I'd forgotten how good it feels to be here.
I just reread my last post and it was chilling to realize that Mom passed only two weeks after that on Father's Day. It was painless and she passed in her sleep, or more specifically, a kind of coma. Mike was sick again and thus unable to go but dad and I sat by her bed for a long while. We talked about letting go and I suggested she hung on because he hadn't yet given her the assurance she needed. He resisted at first. We both cried a great deal. Finally, he went to her bedside. He's become so stiff in his old age that it was painful to watch him stoop toward her ear. But then he did it. He told her that if she needed to go he would be alright. He gave her permission to die. Then he went home and I went to the hotel. She died at 5am that morning.

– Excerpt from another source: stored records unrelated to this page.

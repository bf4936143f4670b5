use std::fmt;
use std::path::PathBuf;

use async_trait::async_trait;
use reqwest::Url;
use tracing::info;

use crate::error::PlaybackError;

/// Something the output device can play.
#[derive(Debug, Clone, PartialEq, Eq)]
pub enum PlayableSource {
    /// Fixed sound effect served by the backend.
    Remote(Url),
    /// Decoded speech on disk, valid only during the `play` call.
    Clip(PathBuf),
}

impl fmt::Display for PlayableSource {
    fn fmt(&self, f: &mut fmt::Formatter<'_>) -> fmt::Result {
        match self {
            PlayableSource::Remote(url) => write!(f, "{url}"),
            PlayableSource::Clip(path) => write!(f, "{}", path.display()),
        }
    }
}

/// The single audio output. `play` returns once the source has finished
/// (or failed); implementations must not return early.
#[async_trait]
pub trait AudioSink: Send + Sync {
    async fn play(&self, source: PlayableSource) -> Result<(), PlaybackError>;
}

/// Headless output: logs what would be played and finishes immediately.
#[derive(Debug, Default)]
pub struct LogSink;

#[async_trait]
impl AudioSink for LogSink {
    async fn play(&self, source: PlayableSource) -> Result<(), PlaybackError> {
        info!(%source, "[AUDIO] play");
        Ok(())
    }
}

#[cfg(feature = "speaker")]
pub use speaker::SpeakerSink;

#[cfg(feature = "speaker")]
mod speaker {
    use std::io::Cursor;
    use std::sync::mpsc as std_mpsc;

    use async_trait::async_trait;
    use rodio::{Decoder, OutputStream, OutputStreamHandle, Sink};
    use tokio::sync::oneshot;
    use tracing::{info, warn};

    use super::{AudioSink, PlayableSource};
    use crate::error::PlaybackError;

    struct SpeakerCommand {
        bytes: Vec<u8>,
        done: oneshot::Sender<Result<(), PlaybackError>>,
    }

    /// Default output device through rodio.
    ///
    /// `OutputStream` is not `Send`, so it lives on a dedicated thread that
    /// plays one command at a time until its sink runs dry.
    pub struct SpeakerSink {
        commands: std_mpsc::Sender<SpeakerCommand>,
        http: reqwest::Client,
    }

    impl SpeakerSink {
        pub fn open() -> Result<Self, PlaybackError> {
            let (commands, queue) = std_mpsc::channel::<SpeakerCommand>();
            let (ready_tx, ready_rx) = std_mpsc::channel::<Result<(), PlaybackError>>();

            std::thread::Builder::new()
                .name("jeanne-speaker".to_string())
                .spawn(move || {
                    let (_stream, handle) = match OutputStream::try_default() {
                        Ok(pair) => pair,
                        Err(e) => {
                            let _ = ready_tx.send(Err(PlaybackError::Sink(e.to_string())));
                            return;
                        }
                    };
                    let _ = ready_tx.send(Ok(()));
                    info!("speaker thread ready");

                    for command in queue {
                        let result = play_blocking(&handle, command.bytes);
                        let _ = command.done.send(result);
                    }
                })?;

            ready_rx
                .recv()
                .map_err(|_| PlaybackError::Sink("speaker thread exited during startup".to_string()))??;

            Ok(Self {
                commands,
                http: reqwest::Client::new(),
            })
        }

        async fn load(&self, source: &PlayableSource) -> Result<Vec<u8>, PlaybackError> {
            match source {
                PlayableSource::Clip(path) => Ok(tokio::fs::read(path).await?),
                PlayableSource::Remote(url) => {
                    let response = self
                        .http
                        .get(url.clone())
                        .send()
                        .await
                        .and_then(|r| r.error_for_status())
                        .map_err(|e| PlaybackError::Source(format!("{url}: {e}")))?;
                    let bytes = response
                        .bytes()
                        .await
                        .map_err(|e| PlaybackError::Source(format!("{url}: {e}")))?;
                    Ok(bytes.to_vec())
                }
            }
        }
    }

    fn play_blocking(handle: &OutputStreamHandle, bytes: Vec<u8>) -> Result<(), PlaybackError> {
        let sink = Sink::try_new(handle).map_err(|e| PlaybackError::Sink(e.to_string()))?;
        let source = Decoder::new(Cursor::new(bytes)).map_err(|e| PlaybackError::Sink(format!("decode failed: {e}")))?;
        sink.append(source);
        sink.sleep_until_end();
        Ok(())
    }

    #[async_trait]
    impl AudioSink for SpeakerSink {
        async fn play(&self, source: PlayableSource) -> Result<(), PlaybackError> {
            let bytes = self.load(&source).await?;
            let (done, finished) = oneshot::channel();
            self.commands
                .send(SpeakerCommand { bytes, done })
                .map_err(|_| PlaybackError::Sink("speaker thread is gone".to_string()))?;
            finished.await.unwrap_or_else(|_| {
                warn!(%source, "speaker dropped a command");
                Err(PlaybackError::Sink("speaker dropped the command".to_string()))
            })
        }
    }
}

Both a blessing and a curse.
So much of my life had been absorbed in her struggle that I'm not sure I knew what to do with myself. We prepared her funeral. It was a good turnout. That's what they always say, don't they? As if the population of your funeral had anything to do with how you lived your life. She was a loving, caring, devoted person in health. She was alone in sickness. I understand that acutely now. People didn't avoid her because she was a burden or because her frequent bouts with dementia made her unlikeable. It was because her illness forced them to face their own mortality and there is nothing people like more than blinding themselves to negative or unpleasant aspects of life. My friend TJ calls it unnecessary problems. My own illness has brought a similar reaction from some but not all of my acquaintances.

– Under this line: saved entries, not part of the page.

use std::sync::{Mutex, MutexGuard, PoisonError};

use serde::{Deserialize, Serialize};
use tokio::sync::oneshot;
use tracing::{debug, warn};

use crate::error::GateError;

/// A human decision the backend asks for mid-run.
#[derive(Debug, Clone, PartialEq, Eq, Serialize, Deserialize)]
pub struct InterventionRequest {
    pub message: String,
    /// Ordered. The value sent back is the 1-based position as a decimal string.
    pub choices: Vec<String>,
}

struct PendingIntervention {
    request: InterventionRequest,
    responder: oneshot::Sender<String>,
}

/// Single-slot suspension point between the turn loop and whoever answers
/// the intervention (a person at the terminal, a test).
#[derive(Default)]
pub struct InterventionGate {
    slot: Mutex<Option<PendingIntervention>>,
}

/// The suspended side of an open gate.
pub struct GateWaiter {
    receiver: oneshot::Receiver<String>,
}

impl GateWaiter {
    /// Resolves with the encoded choice, or None if the gate was cancelled.
    pub async fn wait(self) -> Option<String> {
        self.receiver.await.ok()
    }
}

impl InterventionGate {
    pub fn new() -> Self {
        Self::default()
    }

    /// Opens the gate. Only one may be pending; opening over an existing one
    /// is a caller bug and cancels the older waiter.
    pub fn open(&self, request: InterventionRequest) -> GateWaiter {
        let (responder, receiver) = oneshot::channel();
        let mut slot = self.slot();
        if slot.is_some() {
            warn!("intervention opened while another was pending; cancelling the older one");
        }
        debug!(choices = request.choices.len(), "intervention gate opened");
        *slot = Some(PendingIntervention { request, responder });
        GateWaiter { receiver }
    }

    pub fn is_pending(&self) -> bool {
        self.slot().is_some()
    }

    pub fn pending(&self) -> Option<InterventionRequest> {
        self.slot().as_ref().map(|pending| pending.request.clone())
    }

    /// Resolves with the choice at 0-based `index`. The gate is torn down
    /// before the waiter wakes. Returns the value handed to the waiter.
    pub fn resolve(&self, index: usize) -> Result<String, GateError> {
        let mut slot = self.slot();
        let available = slot
            .as_ref()
            .map(|pending| pending.request.choices.len())
            .ok_or(GateError::NothingPending)?;
        if index >= available {
            return Err(GateError::OutOfRange { index, available });
        }

        let pending = slot.take().ok_or(GateError::NothingPending)?;
        drop(slot);

        let choice = (index + 1).to_string();
        if pending.responder.send(choice.clone()).is_err() {
            debug!("intervention resolved after its run went away");
        }
        Ok(choice)
    }

    pub fn resolve_label(&self, label: &str) -> Result<String, GateError> {
        let index = self
            .slot()
            .as_ref()
            .ok_or(GateError::NothingPending)?
            .request
            .choices
            .iter()
            .position(|choice| choice == label)
            .ok_or_else(|| GateError::UnknownLabel(label.to_string()))?;
        self.resolve(index)
    }

    /// Drops the pending gate, waking its waiter with None.
    pub fn cancel(&self) -> bool {
        self.slot().take().is_some()
    }

    fn slot(&self) -> MutexGuard<'_, Option<PendingIntervention>> {
        self.slot.lock().unwrap_or_else(PoisonError::into_inner)
    }
}
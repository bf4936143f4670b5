//! Run telemetry.
//!
//! # SAFETY INVARIANT
//! Telemetry is a READ-ONLY side-effect layer. The driver never reads it to
//! decide anything.
//!
//! # PRIVACY INVARIANT
//! Events carry ids, counts and kinds only. No message text, no audio.

pub mod event;
pub mod metrics;
pub mod recorder;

I remember thinking that the Paster knew nothing about her as he read the scripture he'd chosen for her and that I, a veteran pagan, could have chosen more apt scripture for her.

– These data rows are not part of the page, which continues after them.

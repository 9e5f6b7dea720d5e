// src/repository.rs

use crate::error::{Error, Result};
use crate::models::{
    Concept, ConceptFilter, ConceptMasteryRecord, ConceptPage, ConceptPatch, NewConcept,
    Pagination,
};
use chrono::{DateTime, Utc};
use log::debug;
use rusqlite::types::Type;
use rusqlite::{params, Connection, OptionalExtension, Row, ToSql};

const CONCEPT_COLUMNS: &str = "id, name, category, description, mastery_level, \
     times_encountered, times_succeeded, times_failed, needs_review, next_review_date, \
     last_used, related_concepts, prerequisites, created_at, updated_at";

fn concept_from_row(row: &Row) -> rusqlite::Result<Concept> {
    Ok(Concept {
        id: row.get(0)?,
        name: row.get(1)?,
        category: row.get(2)?,
        description: row.get(3)?,
        mastery: ConceptMasteryRecord {
            mastery_level: row.get(4)?,
            times_encountered: row.get(5)?,
            times_succeeded: row.get(6)?,
            times_failed: row.get(7)?,
            needs_review: row.get(8)?,
            next_review_date: row.get(9)?,
            last_used: row.get(10)?,
        },
        related_concepts: id_list_from_column(row, 11)?,
        prerequisites: id_list_from_column(row, 12)?,
        created_at: row.get(13)?,
        updated_at: row.get(14)?,
    })
}

/// Id lists are stored as JSON text; NULL reads as empty.
fn id_list_from_column(row: &Row, idx: usize) -> rusqlite::Result<Vec<i64>> {
    let raw: Option<String> = row.get(idx)?;
    match raw {
        None => Ok(Vec::new()),
        Some(text) => serde_json::from_str(&text)
            .map_err(|e| rusqlite::Error::FromSqlConversionFailure(idx, Type::Text, Box::new(e))),
    }
}

fn id_list_to_column(ids: &[i64]) -> Result<Option<String>> {
    if ids.is_empty() {
        return Ok(None);
    }
    Ok(Some(serde_json::to_string(ids)?))
}

// --- CRUD ---

/// Registers a new concept and returns it as stored.
pub fn create_concept(conn: &Connection, new: &NewConcept, now: DateTime<Utc>) -> Result<Concept> {
    new.validate()?;
    conn.execute(
        "INSERT INTO concepts (name, category, description, mastery_level, related_concepts, prerequisites, created_at, updated_at)
         VALUES (?, ?, ?, ?, ?, ?, ?, ?)",
        params![
            new.name,
            new.category,
            new.description,
            new.mastery_level,
            id_list_to_column(&new.related_concepts)?,
            id_list_to_column(&new.prerequisites)?,
            now,
            now
        ],
    )
    .map_err(|e| Error::from_write(e, &new.name))?;

    let id = conn.last_insert_rowid();
    debug!("[DB] Created concept {} (ID: {})", new.name, id);
    get_concept(conn, id)?.ok_or(Error::NotFound(id))
}

pub fn get_concept(conn: &Connection, id: i64) -> Result<Option<Concept>> {
    let sql = format!("SELECT {} FROM concepts WHERE id = ?", CONCEPT_COLUMNS);
    let concept = conn.query_row(&sql, [id], concept_from_row).optional()?;
    Ok(concept)
}

/// Paged listing, lowest mastery first.
pub fn list_concepts(conn: &Connection, filter: &ConceptFilter) -> Result<ConceptPage> {
    let page = filter.page.max(1);
    let limit = filter.limit.max(1);

    let mut clauses: Vec<&str> = Vec::new();
    let mut params: Vec<Box<dyn ToSql>> = Vec::new();
    if let Some(category) = &filter.category {
        clauses.push("category = ?");
        params.push(Box::new(category.clone()));
    }
    if filter.needs_review_only {
        clauses.push("needs_review = 1");
    }
    let where_sql = if clauses.is_empty() {
        String::new()
    } else {
        format!("WHERE {}", clauses.join(" AND "))
    };

    let total: u64 = conn.query_row(
        &format!("SELECT count(*) FROM concepts {}", where_sql),
        rusqlite::params_from_iter(params.iter()),
        |row| row.get::<_, i64>(0),
    )? as u64;

    let sql = format!(
        "SELECT {} FROM concepts {} ORDER BY mastery_level ASC, id ASC LIMIT ? OFFSET ?",
        CONCEPT_COLUMNS, where_sql
    );
    params.push(Box::new(i64::from(limit)));
    params.push(Box::new(i64::from(page - 1) * i64::from(limit)));

    let mut stmt = conn.prepare(&sql)?;
    let concepts = stmt
        .query_map(rusqlite::params_from_iter(params.iter()), concept_from_row)?
        .collect::<rusqlite::Result<Vec<_>>>()?;

    Ok(ConceptPage {
        concepts,
        pagination: Pagination {
            page,
            limit,
            total,
            total_pages: total.div_ceil(u64::from(limit)),
        },
    })
}

pub fn all_concepts(conn: &Connection) -> Result<Vec<Concept>> {
    let sql = format!("SELECT {} FROM concepts ORDER BY id ASC", CONCEPT_COLUMNS);
    let mut stmt = conn.prepare(&sql)?;
    let concepts = stmt
        .query_map([], concept_from_row)?
        .collect::<rusqlite::Result<Vec<_>>>()?;
    Ok(concepts)
}

pub fn update_concept(
    conn: &Connection,
    id: i64,
    patch: &ConceptPatch,
    now: DateTime<Utc>,
) -> Result<Concept> {
    patch.validate()?;
    let mut concept = get_concept(conn, id)?.ok_or(Error::NotFound(id))?;
    patch.apply(&mut concept, now);
    concept.mastery.check_counters()?;

    conn.execute(
        "UPDATE concepts SET name = ?, category = ?, description = ?, related_concepts = ?, prerequisites = ?
         WHERE id = ?",
        params![
            concept.name,
            concept.category,
            concept.description,
            id_list_to_column(&concept.related_concepts)?,
            id_list_to_column(&concept.prerequisites)?,
            id
        ],
    )
    .map_err(|e| Error::from_write(e, &concept.name))?;
    save_mastery_record(conn, id, &concept.mastery, now)?;

    Ok(concept)
}

pub fn delete_concept(conn: &Connection, id: i64) -> Result<()> {
    let deleted = conn.execute("DELETE FROM concepts WHERE id = ?", [id])?;
    if deleted == 0 {
        return Err(Error::NotFound(id));
    }
    debug!("[DB] Deleted concept {}", id);
    Ok(())
}

// --- Mastery State ---

/// Fetches the mastery slice of a concept.
pub fn load_mastery_record(conn: &Connection, id: i64) -> Result<Option<ConceptMasteryRecord>> {
    let record = conn
        .query_row(
            "SELECT mastery_level, times_encountered, times_succeeded, times_failed, needs_review, next_review_date, last_used
             FROM concepts WHERE id = ?",
            [id],
            |row| {
                Ok(ConceptMasteryRecord {
                    mastery_level: row.get(0)?,
                    times_encountered: row.get(1)?,
                    times_succeeded: row.get(2)?,
                    times_failed: row.get(3)?,
                    needs_review: row.get(4)?,
                    next_review_date: row.get(5)?,
                    last_used: row.get(6)?,
                })
            },
        )
        .optional()?;
    Ok(record)
}

/// Saves the mastery slice of a concept.
pub fn save_mastery_record(
    conn: &Connection,
    id: i64,
    record: &ConceptMasteryRecord,
    now: DateTime<Utc>,
) -> Result<()> {
    let updated = conn.execute(
        "UPDATE concepts SET mastery_level = ?, times_encountered = ?, times_succeeded = ?, times_failed = ?,
            needs_review = ?, next_review_date = ?, last_used = ?, updated_at = ?
         WHERE id = ?",
        params![
            record.mastery_level,
            record.times_encountered,
            record.times_succeeded,
            record.times_failed,
            record.needs_review,
            record.next_review_date,
            record.last_used,
            now,
            id
        ],
    )?;
    if updated == 0 {
        return Err(Error::NotFound(id));
    }
    Ok(())
}

// --- Queries for Review ---

/// Concepts flagged for review or whose review date has passed.
pub fn find_due_for_review(conn: &Connection, now: DateTime<Utc>) -> Result<Vec<Concept>> {
    let sql = format!(
        "SELECT {} FROM concepts
         WHERE needs_review = 1
            OR (next_review_date IS NOT NULL AND next_review_date <= ?)
         ORDER BY mastery_level ASC, id ASC",
        CONCEPT_COLUMNS
    );
    let mut stmt = conn.prepare(&sql)?;
    let concepts = stmt
        .query_map([now], concept_from_row)?
        .collect::<rusqlite::Result<Vec<_>>>()?;
    debug!("[DB] Found {} concepts due for review", concepts.len());
    Ok(concepts)
}

pub fn find_weak_concepts(conn: &Connection, threshold: f64) -> Result<Vec<Concept>> {
    let sql = format!(
        "SELECT {} FROM concepts WHERE mastery_level < ? ORDER BY mastery_level ASC, id ASC",
        CONCEPT_COLUMNS
    );
    let mut stmt = conn.prepare(&sql)?;
    let concepts = stmt
        .query_map([threshold], concept_from_row)?
        .collect::<rusqlite::Result<Vec<_>>>()?;
    Ok(concepts)
}

#[cfg(test)]
mod tests {
    use super::*;
    use crate::database::init_db;
    use chrono::{Duration, TimeZone};

    fn setup() -> Connection {
        let conn = Connection::open_in_memory().unwrap();
        init_db(&conn, false).unwrap();
        conn
    }

    fn now() -> DateTime<Utc> {
        Utc.with_ymd_and_hms(2024, 3, 1, 12, 0, 0).unwrap()
    }

    fn add(conn: &Connection, name: &str, category: &str, level: f64) -> Concept {
        let mut c = NewConcept::new(name, category);
        c.mastery_level = level;
        create_concept(conn, &c, now()).unwrap()
    }

    #[test]
    fn create_and_fetch() {
        let conn = setup();
        let mut new = NewConcept::new("Closures", "Functional");
        new.description = Some("Functions capturing their environment".into());
        new.prerequisites = vec![7, 9];
        let created = create_concept(&conn, &new, now()).unwrap();

        let fetched = get_concept(&conn, created.id).unwrap().unwrap();
        assert_eq!(fetched, created);
        assert_eq!(fetched.prerequisites, vec![7, 9]);
        assert!(fetched.related_concepts.is_empty());
        assert_eq!(fetched.mastery.times_encountered, 0);
        assert_eq!(fetched.created_at, now());
    }

    #[test]
    fn duplicate_name_is_rejected() {
        let conn = setup();
        add(&conn, "Loops", "Control Flow", 0.2);
        let err = create_concept(&conn, &NewConcept::new("Loops", "Other"), now()).unwrap_err();
        assert!(matches!(err, Error::Duplicate(name) if name == "Loops"));
    }

    #[test]
    fn list_filters_orders_and_pages() {
        let conn = setup();
        add(&conn, "A", "x", 0.9);
        add(&conn, "B", "x", 0.1);
        add(&conn, "C", "y", 0.5);
        add(&conn, "D", "x", 0.4);

        let filter = ConceptFilter {
            category: Some("x".into()),
            page: 1,
            limit: 2,
            ..ConceptFilter::default()
        };
        let page = list_concepts(&conn, &filter).unwrap();
        let names: Vec<_> = page.concepts.iter().map(|c| c.name.as_str()).collect();
        assert_eq!(names, vec!["B", "D"]);
        assert_eq!(page.pagination.total, 3);
        assert_eq!(page.pagination.total_pages, 2);

        let page2 = list_concepts(&conn, &ConceptFilter { page: 2, ..filter }).unwrap();
        assert_eq!(page2.concepts.len(), 1);
        assert_eq!(page2.concepts[0].name, "A");
    }

    #[test]
    fn update_patches_fields_and_stamps_last_used() {
        let conn = setup();
        let c = add(&conn, "Loops", "Control Flow", 0.2);
        let later = now() + Duration::hours(3);
        let patch = ConceptPatch {
            description: Some("while and for".into()),
            mastery_level: Some(0.6),
            related_concepts: Some(vec![1]),
            ..ConceptPatch::default()
        };
        let updated = update_concept(&conn, c.id, &patch, later).unwrap();
        assert_eq!(updated.mastery.mastery_level, 0.6);
        assert_eq!(updated.mastery.last_used, Some(later));

        let stored = get_concept(&conn, c.id).unwrap().unwrap();
        assert_eq!(stored.description.as_deref(), Some("while and for"));
        assert_eq!(stored.related_concepts, vec![1]);
        assert_eq!(stored.updated_at, later);
    }

    #[test]
    fn update_rejects_counters_that_do_not_add_up() {
        let conn = setup();
        let c = add(&conn, "Loops", "Control Flow", 0.2);
        let patch = ConceptPatch {
            times_succeeded: Some(5),
            ..ConceptPatch::default()
        };
        let err = update_concept(&conn, c.id, &patch, now()).unwrap_err();
        assert!(matches!(err, Error::InvalidInput(_)));

        let stored = load_mastery_record(&conn, c.id).unwrap().unwrap();
        assert_eq!(stored.times_encountered, 0);
        assert_eq!(stored.times_succeeded, 0);

        // All three together keep the record consistent, and the ratio rule stays in range.
        let patch = ConceptPatch {
            times_encountered: Some(6),
            times_succeeded: Some(5),
            times_failed: Some(1),
            ..ConceptPatch::default()
        };
        update_concept(&conn, c.id, &patch, now()).unwrap();
        let concept = crate::practice::apply_outcome(
            &conn,
            c.id,
            true,
            crate::models::UpdateRule::SuccessRatio,
            now(),
        )
        .unwrap();
        assert_eq!(concept.mastery.mastery_level, 6.0 / 7.0);
    }

    #[test]
    fn update_and_delete_missing_concept() {
        let conn = setup();
        let err = update_concept(&conn, 42, &ConceptPatch::default(), now()).unwrap_err();
        assert!(matches!(err, Error::NotFound(42)));
        assert!(matches!(delete_concept(&conn, 42), Err(Error::NotFound(42))));
    }

    #[test]
    fn due_for_review_uses_flag_and_date() {
        let conn = setup();
        let flagged = add(&conn, "Flagged", "x", 0.6);
        let overdue = add(&conn, "Overdue", "x", 0.3);
        let future = add(&conn, "Future", "x", 0.1);
        add(&conn, "Untouched", "x", 0.0);

        let mut rec = load_mastery_record(&conn, flagged.id).unwrap().unwrap();
        rec.needs_review = true;
        save_mastery_record(&conn, flagged.id, &rec, now()).unwrap();

        let mut rec = load_mastery_record(&conn, overdue.id).unwrap().unwrap();
        rec.next_review_date = Some(now() - Duration::days(1));
        save_mastery_record(&conn, overdue.id, &rec, now()).unwrap();

        let mut rec = load_mastery_record(&conn, future.id).unwrap().unwrap();
        rec.next_review_date = Some(now() + Duration::days(1));
        save_mastery_record(&conn, future.id, &rec, now()).unwrap();

        let due = find_due_for_review(&conn, now()).unwrap();
        let names: Vec<_> = due.iter().map(|c| c.name.as_str()).collect();
        assert_eq!(names, vec!["Overdue", "Flagged"]);
    }

    #[test]
    fn weak_concepts_below_threshold() {
        let conn = setup();
        add(&conn, "Strong", "x", 0.9);
        add(&conn, "Weak", "x", 0.2);
        add(&conn, "Edge", "x", 0.5);
        let weak = find_weak_concepts(&conn, 0.5).unwrap();
        assert_eq!(weak.len(), 1);
        assert_eq!(weak[0].name, "Weak");
    }
}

That's been just about two years now. We spread her ashes under her beloved Mulberry tree. I think of her often, dream of her frequently. When I first became ill I was struck by seizures. After an extremely forceful one I couldn't remember that she had passed. It must have been terrible for Mike to have to tell me again. I know it was awful enough living it twice. People often comment about how they still feel the presence of their loved ones either as a spirit or a running dialogue in their minds. I'm happy to say I feel none of that. I feel that she is truly at rest. The girls spray her perfume every once in awhile and on those occasions the pain becomes sharper but there was never a feeling of leaving things undone or unsaid and for that I am grateful.
I miss you, Mom. Everyday you are in my heart just as you always were. Your memory guides me even though your spirit us at rest.